EDITORIAL
Our view: Gates' focus on nuke problems is hard to fault
Sunday, June 08, 2008
When Secretary of Defense Robert Gates fired the secretary of the Air Force and the service's top general on Thursday, June 5, speculation about his motives focused on a long list of issues he had with the service's leadership and on recent embarrassments the service has suffered.
That speculation is thoroughly understandable.
Extras
And yet Secretary Gates said Thursday that he had only one reason for acting: problems in the service's handling of the nation's nuclear weapons.
If that is, indeed, his only reason, he's not overreacting.
The country has been embarrassed internationally by two big-time mess-ups. At a time when Washington has been publicly worrying about nuclear technology slipping into unqualified hands and worrying about whether Russia is doing what it should to safeguard nuclear material, the following has happened:
• Four high-tech nosecone fuses for nuclear warheads were sent to Taiwan instead of the correct shipment: helicopter batteries. Moreover, the mistake wasn't discovered for a year and a half.
• And a B-52 bomber mistakenly flew six armed nuclear cruise missiles across the country. After that was discovered, little was done to prevent a recurrence, according to a report Secretary Gates received.
The secretary basically concluded that the Air Force has lost its sense of urgency about the handling of nuclear material. And he says that is a firing offense. Moreover, he clearly wants the world to know that the administration sees it as a firing offense.
He delivered another message, too: In an administration that has a reputation for circling the wagons when something goes wrong, for fighting back against critics, he's the exception. He had delivered the message earlier, when two top officials lost their jobs over the mess at an outpatient facility at Walter Reed military hospital in Washington.
As for the non-nuclear issues relating to the Air Force: In recent months, Secretary Gates had gone public with his frustration over what he saw as the service's tardiness about getting needed equipment to Iraq. And he apparently worries that the Air Force is too focused on the interests of pilots to fully appreciate the usefulness of unmanned aircraft.
He also suggested that the military needs more inventive, independent thinkers.
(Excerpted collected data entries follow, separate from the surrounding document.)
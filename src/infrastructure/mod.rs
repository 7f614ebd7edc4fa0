pub mod bluetooth;
pub mod inference;
pub mod logging;
pub mod permissions;
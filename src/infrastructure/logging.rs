use crate::domain::settings::LogSettings;
use std::str::FromStr;
use tracing_appender::non_blocking::WorkerGuard;
use tracing_appender::rolling::Rotation;
use tracing_subscriber::{fmt, prelude::*, EnvFilter};

pub struct LoggingGuard {
    // Dropping the guard stops the background writer, so it lives as long as the app
    _guards: Vec<WorkerGuard>,
}

pub fn init_logger(settings: &LogSettings) -> anyhow::Result<LoggingGuard> {
    let mut guards = Vec::new();

    // RUST_LOG wins over the configured level
    let level_filter = EnvFilter::try_from_default_env()
        .or_else(|_| EnvFilter::from_str(&settings.level))
        .unwrap_or_else(|_| EnvFilter::new("info"));

    let console_layer = if settings.console_logging_enabled {
        Some(
            fmt::layer()
                .with_writer(std::io::stderr)
                .with_file(settings.show_file_line)
                .with_line_number(settings.show_file_line)
                .with_thread_ids(settings.show_thread_ids)
                .with_target(settings.show_target)
                .with_ansi(settings.ansi_colors),
        )
    } else {
        None
    };

    let file_layer = if settings.file_logging_enabled {
        let file_appender = tracing_appender::rolling::RollingFileAppender::new(
            parse_rotation(&settings.rotation),
            &settings.log_dir,
            &settings.file_name_prefix,
        );
        let (non_blocking, guard) = tracing_appender::non_blocking(file_appender);
        guards.push(guard);
        Some(
            fmt::layer()
                .with_writer(non_blocking)
                .with_ansi(false)
                .with_file(settings.show_file_line)
                .with_line_number(settings.show_file_line)
                .with_thread_ids(settings.show_thread_ids)
                .with_target(settings.show_target),
        )
    } else {
        None
    };

    tracing_subscriber::registry()
        .with(level_filter)
        .with(console_layer)
        .with(file_layer)
        .try_init()?;

    tracing::info!("Logging initialized successfully");

    Ok(LoggingGuard { _guards: guards })
}

fn parse_rotation(rotation: &str) -> Rotation {
    match rotation.to_lowercase().as_str() {
        "hourly" => Rotation::HOURLY,
        "minutely" => Rotation::MINUTELY,
        "never" => Rotation::NEVER,
        _ => Rotation::DAILY,
    }
}

#[cfg(test)]
mod tests {
    use super::*;

    #[test]
    fn test_parse_rotation() {
        assert_eq!(parse_rotation("HOURLY"), Rotation::HOURLY);
        assert_eq!(parse_rotation("never"), Rotation::NEVER);
        assert_eq!(parse_rotation("weekly"), Rotation::DAILY);
    }
}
Whether the nuclear issue is seen as the last straw or the only straw in the firings, Secretary Gates clearly knows what he wants at the top of the Air Force and is determined to have it. And yet he cannot be accused of taking his determination too far. He has not dismissed people lightly.
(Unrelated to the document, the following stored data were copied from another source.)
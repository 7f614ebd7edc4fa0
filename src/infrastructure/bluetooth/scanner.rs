//! BLE Scanner Module
//!
//! Accumulates discovered peripherals while a scan is active.

use crate::domain::models::{AppEvent, PeripheralDescriptor};
use crate::infrastructure::bluetooth::adapter::Advertisement;
use std::sync::Arc;
use tokio::sync::{mpsc, watch};
use tokio::task::JoinHandle;
use tracing::{debug, info};

/// Turn an advertisement into a selectable descriptor, unless it is nameless
/// or its id is already listed.
pub fn admit_advertisement(
    known: &[PeripheralDescriptor],
    advertisement: Advertisement,
) -> Option<PeripheralDescriptor> {
    let name = advertisement.name.map(|n| n.trim().to_string())?;
    if name.is_empty() {
        return None;
    }
    if known.iter().any(|d| d.id == advertisement.id) {
        return None;
    }
    Some(PeripheralDescriptor {
        id: advertisement.id,
        name,
        signal_strength: advertisement.signal_strength,
    })
}

pub struct BleScanner {
    task: Option<JoinHandle<()>>,
    devices: Arc<watch::Sender<Vec<PeripheralDescriptor>>>,
    event_sender: mpsc::UnboundedSender<AppEvent>,
}

impl BleScanner {
    pub fn new(event_sender: mpsc::UnboundedSender<AppEvent>) -> Self {
        let (devices, _) = watch::channel(Vec::new());
        Self {
            task: None,
            devices: Arc::new(devices),
            event_sender,
        }
    }

    /// Consume advertisements until stopped. Starts a fresh scan session:
    /// the previous device list is cleared.
    pub fn start(&mut self, mut advertisements: mpsc::UnboundedReceiver<Advertisement>) {
        self.stop();
        self.devices.send_replace(Vec::new());

        let devices = self.devices.clone();
        let sender = self.event_sender.clone();
        self.task = Some(tokio::spawn(async move {
            while let Some(advertisement) = advertisements.recv().await {
                let mut found = None;
                devices.send_if_modified(|list| {
                    match admit_advertisement(list, advertisement) {
                        Some(device) => {
                            list.push(device.clone());
                            found = Some(device);
                            true
                        }
                        None => false,
                    }
                });

                if let Some(device) = found {
                    debug!("Discovered {} ({})", device.name, device.id);
                    let _ = sender.send(AppEvent::DeviceFound(device));
                }
            }
            debug!("Advertisement stream closed");
        }));
    }

    /// Stop accumulating. Returns whether a scan was active.
    pub fn stop(&mut self) -> bool {
        match self.task.take() {
            Some(task) => {
                info!("Stopping BLE scan...");
                task.abort();
                true
            }
            None => false,
        }
    }

    pub fn is_scanning(&self) -> bool {
        self.task.as_ref().is_some_and(|t| !t.is_finished())
    }

    pub fn devices(&self) -> Vec<PeripheralDescriptor> {
        self.devices.borrow().clone()
    }

    pub fn watch_devices(&self) -> watch::Receiver<Vec<PeripheralDescriptor>> {
        self.devices.subscribe()
    }
}

impl Drop for BleScanner {
    fn drop(&mut self) {
        self.stop();
    }
}

#[cfg(test)]
mod tests {
    use super::*;

    fn adv(id: &str, name: Option<&str>) -> Advertisement {
        Advertisement {
            id: id.to_string(),
            name: name.map(str::to_string),
            signal_strength: Some(-60),
        }
    }

    #[test]
    fn test_admit_requires_name() {
        assert!(admit_advertisement(&[], adv("A", None)).is_none());
        assert!(admit_advertisement(&[], adv("A", Some(""))).is_none());
        assert!(admit_advertisement(&[], adv("A", Some("   "))).is_none());
        assert_eq!(
            admit_advertisement(&[], adv("A", Some("Sensor"))).map(|d| d.name),
            Some("Sensor".to_string())
        );
    }

    #[test]
    fn test_admit_dedups_by_id() {
        let known = vec![admit_advertisement(&[], adv("A", Some("Sensor"))).unwrap()];
        assert!(admit_advertisement(&known, adv("A", Some("Renamed"))).is_none());
        assert!(admit_advertisement(&known, adv("B", Some("Sensor"))).is_some());
    }

    #[tokio::test]
    async fn test_scanner_accumulates_unique_named_devices() {
        let (event_tx, mut event_rx) = mpsc::unbounded_channel();
        let mut scanner = BleScanner::new(event_tx);
        let (adv_tx, adv_rx) = mpsc::unbounded_channel();
        let mut watch = scanner.watch_devices();

        scanner.start(adv_rx);
        assert!(scanner.is_scanning());

        adv_tx.send(adv("A", Some("Sensor A"))).unwrap();
        adv_tx.send(adv("A", Some("Sensor A"))).unwrap();
        adv_tx.send(adv("B", None)).unwrap();
        adv_tx.send(adv("C", Some("Sensor C"))).unwrap();
        drop(adv_tx);

        while watch.borrow_and_update().len() < 2 {
            watch.changed().await.unwrap();
        }

        let ids: Vec<_> = scanner.devices().into_iter().map(|d| d.id).collect();
        assert_eq!(ids, vec!["A", "C"]);

        let mut found = Vec::new();
        while let Ok(event) = event_rx.try_recv() {
            if let AppEvent::DeviceFound(d) = event {
                found.push(d.id);
            }
        }
        assert_eq!(found, vec!["A", "C"]);

        assert!(scanner.stop());
        assert!(!scanner.stop());
    }
}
It's a shame when people who have served their country well and honorably lose their jobs under these circumstances. But the people involved will do fine. The more compelling concern is the running of the government. The world can rest easy in the assumption that the replacements will be as focused on fixing the problems at hand as it is possible to be.
Secretary Gates has demonstrated that, as far as he's concerned, they should not be shy about making personnel changes themselves.
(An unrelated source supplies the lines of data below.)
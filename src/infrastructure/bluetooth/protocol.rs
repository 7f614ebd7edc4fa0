//! Sensor Protocol
//!
//! The sensor exposes one GATT service carrying one notify-only
//! characteristic. Each notification is a 4-byte little-endian f32
//! (see [`crate::domain::telemetry`]). There is no write path.

pub use crate::domain::telemetry::{SERVICE_UUID, TELEMETRY_CHAR_UUID};
#[cfg(windows)]
use uuid::Uuid;

/// Render a 48-bit Bluetooth address as a peripheral id
pub fn address_to_id(address: u64) -> String {
    format!("{:012X}", address & 0xFFFF_FFFF_FFFF)
}

/// Parse a peripheral id back into a Bluetooth address.
/// Accepts `AABBCCDDEEFF` and `AA:BB:CC:DD:EE:FF`.
pub fn id_to_address(id: &str) -> Option<u64> {
    let hex: String = id.chars().filter(|c| *c != ':' && *c != '-').collect();
    if hex.is_empty() || hex.len() > 12 {
        return None;
    }
    u64::from_str_radix(&hex, 16).ok()
}

#[cfg(windows)]
pub fn to_guid(uuid: Uuid) -> windows::core::GUID {
    windows::core::GUID::from_u128(uuid.as_u128())
}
Anybody who wishes the Air Force well can't be happy with the discord and the unprecedented firings. In the long run, though, the Air Force cannot thrive without enthusiastic backing at the highest reaches of the Pentagon. And it can't thrive if its top leaders don't have a good reputation in Congress, where there have been serious problems.
In the long run, Secretary Gates might continue to be seen as the enemy of people with a certain mindset in the Air Force, but he's not an enemy of the service itself.